Search the entries for the word "configured" and pull out each line that has it.

Stored data entries:
__________

use std::collections::{BTreeMap, BTreeSet};

use igt_store::models::{
    GlossNode,
    MorphemeNode,
    NodeRecord,
    PhraseNode,
    RelationRecord,
    SectionNode,
    TextNode,
    WordNode,
    WriteBatch,
};
use igt_store::schema::{
    REL_ANALYZES,
    REL_PHRASE_COMPOSED_OF,
    REL_PHRASE_IN_SECTION,
    REL_SECTION_HAS_WORD,
    REL_SECTION_PART_OF_TEXT,
    REL_WORD_MADE_OF,
};
use igt_store::tree::Document;

/// Resolved language per node key, plus the distinct languages seen.
#[derive(Debug, Clone, Default, PartialEq, Eq)]
pub struct LanguageIndex {
    by_key: BTreeMap<String, String>,
    languages: BTreeSet<String>,
}

impl LanguageIndex {
    fn record(&mut self, key: &str, language: Option<&String>) {
        if let Some(language) = language {
            self.by_key.insert(key.to_string(), language.clone());
            self.languages.insert(language.clone());
        }
    }

    #[must_use]
    pub fn language_of(&self, key: &str) -> Option<&str> {
        self.by_key.get(key).map(String::as_str)
    }

    #[must_use]
    pub const fn languages(&self) -> &BTreeSet<String> {
        &self.languages
    }
}

/// Write batch for one document together with its language index.
#[derive(Debug, Clone)]
pub struct Materialized {
    pub batch: WriteBatch,
    pub languages: LanguageIndex,
}

/// Projects a document tree onto graph rows.
///
/// Operations are ordered top-down: the document node, then every node in
/// tree order followed by the edge attaching it to its parent, then glosses.
/// The same tree always yields the same batch.
#[must_use]
pub fn materialize(document: &Document) -> Materialized {
    let document_id = document.id.clone();
    let mut batch = WriteBatch::new(document_id.clone());
    let mut languages = LanguageIndex::default();

    batch.upsert_node(NodeRecord::Text(TextNode {
        key: document_id.clone(),
        document_id: document_id.clone(),
        title: document.title.clone(),
        source: document.source.clone(),
        comment: document.comment.clone(),
        language_code: document.default_language.clone(),
    }));
    languages.record(&document_id, document.default_language.as_ref());

    let edge = |kind: &str, from: &str, to: &str, order: Option<i64>| RelationRecord {
        kind: kind.to_string(),
        from_key: from.to_string(),
        to_key: to.to_string(),
        document_id: document_id.clone(),
        order,
    };

    for section in &document.sections {
        batch.upsert_node(NodeRecord::Section(SectionNode {
            key: section.id.clone(),
            document_id: document_id.clone(),
            order: i64::from(section.order),
        }));
        batch.upsert_edge(edge(
            REL_SECTION_PART_OF_TEXT,
            &document_id,
            &section.id,
            Some(i64::from(section.order)),
        ));

        let mut section_word_index = 0_i64;
        for phrase in &section.phrases {
            batch.upsert_node(NodeRecord::Phrase(PhraseNode {
                key: phrase.id.clone(),
                document_id: document_id.clone(),
                order: i64::from(phrase.order),
                segnum: phrase.segment_number.clone(),
                surface_text: phrase.surface_text.clone(),
                language: phrase.language.clone(),
            }));
            batch.upsert_edge(edge(
                REL_PHRASE_IN_SECTION,
                &section.id,
                &phrase.id,
                Some(i64::from(phrase.order)),
            ));
            languages.record(&phrase.id, phrase.language.as_ref());

            for (word_order, word) in (0_i64..).zip(&phrase.words) {
                batch.upsert_node(NodeRecord::Word(WordNode {
                    key: word.id.clone(),
                    document_id: document_id.clone(),
                    surface_form: word.surface_form.clone(),
                    gloss: word.gloss.clone(),
                    pos: word.part_of_speech.clone(),
                    language: word.language.clone(),
                    is_punctuation: word.is_punctuation,
                    guid: word.guid.clone(),
                    gloss_language: word.gloss_language.clone(),
                }));
                batch.upsert_edge(edge(
                    REL_PHRASE_COMPOSED_OF,
                    &phrase.id,
                    &word.id,
                    Some(word_order),
                ));
                batch.upsert_edge(edge(
                    REL_SECTION_HAS_WORD,
                    &section.id,
                    &word.id,
                    Some(section_word_index),
                ));
                section_word_index += 1;
                languages.record(&word.id, word.language.as_ref());

                for (morpheme_order, morpheme) in (0_i64..).zip(&word.morphemes) {
                    batch.upsert_node(NodeRecord::Morpheme(MorphemeNode {
                        key: morpheme.id.clone(),
                        document_id: document_id.clone(),
                        morph_type: morpheme.morph_type.as_str().to_string(),
                        surface_form: morpheme.surface_form.clone(),
                        citation_form: morpheme.citation_form.clone(),
                        gloss: morpheme.gloss.clone(),
                        msa: morpheme.msa.clone(),
                        language: morpheme.language.clone(),
                        guid: morpheme.guid.clone(),
                        gloss_language: morpheme.gloss_language.clone(),
                    }));
                    batch.upsert_edge(edge(
                        REL_WORD_MADE_OF,
                        &word.id,
                        &morpheme.id,
                        Some(morpheme_order),
                    ));
                    languages.record(&morpheme.id, morpheme.language.as_ref());
                }
            }
        }
    }

    for (gloss_order, gloss) in (0_i64..).zip(&document.glosses) {
        batch.upsert_node(NodeRecord::Gloss(GlossNode {
            key: gloss.id.clone(),
            document_id: document_id.clone(),
            kind: gloss.kind.as_str().to_string(),
            target_kind: gloss.target.kind.as_str().to_string(),
            text: gloss.text.clone(),
            language: gloss.language.clone(),
        }));
        batch.upsert_edge(edge(REL_ANALYZES, &gloss.id, &gloss.target.id, Some(gloss_order)));
        languages.record(&gloss.id, gloss.language.as_ref());
    }

    Materialized { batch, languages }
}
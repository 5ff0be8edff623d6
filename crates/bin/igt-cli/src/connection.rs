use surrealdb::Surreal;
use surrealdb::engine::local::{Db, Mem};
use surrealdb::engine::remote::ws::{Client, Ws};
use surrealdb::opt::auth::Root;
use tracing::info;

use crate::config::IgtConfig;

/// Opens an embedded in-memory database scoped to the configured namespace.
pub async fn connect_memory(config: &IgtConfig) -> Result<Surreal<Db>, surrealdb::Error> {
    let db = Surreal::new::<Mem>(()).await?;
    db.use_ns(&config.db_namespace)
        .use_db(&config.db_name)
        .await?;
    info!(namespace = %config.db_namespace, database = %config.db_name, "using in-memory database");
    Ok(db)
}

/// Connects to a remote database over websockets, signing in as root when
/// credentials are configured.
pub async fn connect_remote(config: &IgtConfig, uri: &str) -> Result<Surreal<Client>, surrealdb::Error> {
    let db = Surreal::new::<Ws>(uri).await?;

    if let (Some(username), Some(password)) =
        (config.db_username.as_ref(), config.db_password.as_ref())
    {
        db.signin(Root {
            username: username.clone(),
            password: password.clone(),
        })
        .await?;
    }

    db.use_ns(&config.db_namespace)
        .use_db(&config.db_name)
        .await?;
    info!(uri, namespace = %config.db_namespace, database = %config.db_name, "connected to database");
    Ok(db)
}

__________

Result below:
/// Opens an embedded in-memory database scoped to the configured namespace.
/// credentials are configured.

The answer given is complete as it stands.